According to Kent Marsh, associate vice chancellor for Campus Planning and Facilities Management via email, the objective of the renovations is to making the Engineering building more energy efficient, to lower operational costs, to bring the building up to regulation and to update the lab space to current research needs.
“The three most important goals for this project are to increase energy efficiency, meet programmatic needs, and bring everything up to code,” said Carolyn Fox, executive director of construction and planning, “When the building was opened, it was about microelectronics. Now we are at the nanoscale.

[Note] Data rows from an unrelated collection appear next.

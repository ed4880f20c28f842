//! Rewrites the canonical `%s` parameter marker into dialect syntax.

use crate::{config::Dialect, query::CANONICAL_PLACEHOLDER};

#[derive(Debug, Clone, Copy, PartialEq, Eq)]
pub enum PlaceholderStyle {
    /// Positional `?` (MySQL, SQLite).
    QuestionMark,
    /// Numbered `$1, $2, ...` (PostgreSQL).
    Numbered,
}

impl PlaceholderStyle {
    pub fn for_dialect(dialect: Dialect) -> Self {
        match dialect {
            Dialect::MySql | Dialect::Sqlite => PlaceholderStyle::QuestionMark,
            Dialect::PostgreSql => PlaceholderStyle::Numbered,
        }
    }
}

/// Replaces every `%s` outside single-quoted literals, numbering left to right.
pub fn translate_placeholders(query: &str, style: PlaceholderStyle) -> String {
    let mut out = String::with_capacity(query.len());
    let mut in_literal = false;
    let mut index = 0;
    let mut rest = query;

    while let Some(ch) = rest.chars().next() {
        if !in_literal && rest.starts_with(CANONICAL_PLACEHOLDER) {
            index += 1;
            match style {
                PlaceholderStyle::QuestionMark => out.push('?'),
                PlaceholderStyle::Numbered => {
                    out.push('$');
                    out.push_str(&index.to_string());
                }
            }
            rest = &rest[CANONICAL_PLACEHOLDER.len()..];
            continue;
        }
        if ch == '\'' {
            in_literal = !in_literal;
        }
        out.push(ch);
        rest = &rest[ch.len_utf8()..];
    }
    out
}
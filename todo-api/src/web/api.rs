use crate::todo::api::{ErrorMessage, ToDoJson, ToDoPageJson, ToDoRequest, ToDoUpdateRequest};
use axum::Router;
use utoipa::OpenApi;
use utoipa_swagger_ui::SwaggerUi;

/// OpenAPI description of the JSON endpoints.
#[derive(OpenApi)]
#[openapi(
    info(title = "API", version = "1.0"),
    paths(
        crate::todo::api::list_to_dos_handler,
        crate::todo::api::get_to_do_handler,
        crate::todo::api::create_to_do_handler,
        crate::todo::api::update_to_do_handler,
        crate::todo::api::delete_to_do_handler
    ),
    components(schemas(
        ToDoJson,
        ToDoPageJson,
        ToDoRequest,
        ToDoUpdateRequest,
        ErrorMessage
    )),
    tags((name = "ToDo", description = "Create, list, fetch, update and delete to-dos"))
)]
pub struct ApiDoc;

/// Serves the OpenAPI document and a Swagger UI that renders it.
pub fn create_docs_router() -> Router {
    Router::new()
        .merge(SwaggerUi::new("/swagger-ui").url("/api-docs/openapi.json", ApiDoc::openapi()))
}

We need to bring the learning facilities up to date to meet the growing tech.”
The building, which was approved for construction in 2000 and did not open its doors for classes until 2009 according to UCCS’ Communique, cost $51,1 million dollars and has a LEED gold certification from the US Green Building Council. LEED certifications rate the energy efficiency of buildings through an independent verification process. Gold is the second highest rating a building can meet, behind platinum.
UCCS wants to improve on the energy efficiency of the building.
“Every building on campus has a vestibule, except for the Engineering building,” Fox said. “Conditioned air just goes right outside when students enter and leave the building. Preventing the air from leaving will save energy and reduce cost.” The only thing keeping renovations from going into full swing is the matter of funding.
“The project is currently proposed in two phases,” said Marsh. “Best case scenario, assuming the state agrees to fund both phases would include beginning design work as early as July 2020, with construction of phase one completed in 2022 and 2024 for phase two.”
The first phase would be a complete remodel of the second floor and would improve the cooling of the building through rooftop insulation and changes to the heating and cooling systems.
The second phase would improve and replace classrooms and labs.